### WHAT NEEDS TO BE DONE
Transcribe each of the entries exactly.
- Opening Delimiter -
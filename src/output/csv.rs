//! CSV output formatting for subnet results.

use crate::models::SubnetResult;
use crate::processing::prefix_label;

use super::terminal::format_field;

/// CSV header matching [`csv_row`].
pub const CSV_HEADER: &str = r#""cidr","label","network","broadcast","first_host","last_host","usable_hosts","total_hosts","subnet_mask","wildcard_mask","ip_class","ip_type""#;

/// Render one result as a CSV row, fields quoted and padded for reading in a terminal.
pub fn csv_row(r: &SubnetResult) -> String {
    [
        format_field(format!("/{}", r.cidr), 5),
        format_field(prefix_label(r.cidr), 24),
        format_field(r.network_address, 17),
        format_field(r.broadcast_address, 17),
        format_field(r.first_host, 17),
        format_field(r.last_host, 17),
        format_field(r.usable_hosts, 12),
        format_field(r.total_hosts, 12),
        format_field(r.subnet_mask, 17),
        format_field(r.wildcard_mask, 17),
        format_field(r.ip_class, 15),
        format_field(r.ip_type, 20),
    ]
    .join(",")
}

/// Print results as CSV to stdout.
pub fn subnet_print(results: &[SubnetResult]) {
    log::info!("#Start subnet_print() rows={}", results.len());
    println!("{CSV_HEADER}");
    for r in results {
        println!("{}", csv_row(r));
    }
}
- Closing Delimiter -
### TASK ANSWER
filename src/output/csv.rs
//! CSV output formatting for subnet results.

use crate::models::SubnetResult;
use crate::processing::prefix_label;

use super::terminal::format_field;

/// CSV header matching [`csv_row`].
pub const CSV_HEADER: &str = r#""cidr","label","network","broadcast","first_host","last_host","usable_hosts","total_hosts","subnet_mask","wildcard_mask","ip_class","ip_type""#;

/// Render one result as a CSV row, fields quoted and padded for reading in a terminal.
pub fn csv_row(r: &SubnetResult) -> String {
    [
        format_field(format!("/{}", r.cidr), 5),
        format_field(prefix_label(r.cidr), 24),
        format_field(r.network_address, 17),
        format_field(r.broadcast_address, 17),
        format_field(r.first_host, 17),
        format_field(r.last_host, 17),
        format_field(r.usable_hosts, 12),
        format_field(r.total_hosts, 12),
        format_field(r.subnet_mask, 17),
        format_field(r.wildcard_mask, 17),
        format_field(r.ip_class, 15),
        format_field(r.ip_type, 20),
    ]
    .join(",")
}

/// Print results as CSV to stdout.
pub fn subnet_print(results: &[SubnetResult]) {
    log::info!("#Start subnet_print() rows={}", results.len());
    println!("{CSV_HEADER}");
    for r in results {
        println!("{}", csv_row(r));
    }
}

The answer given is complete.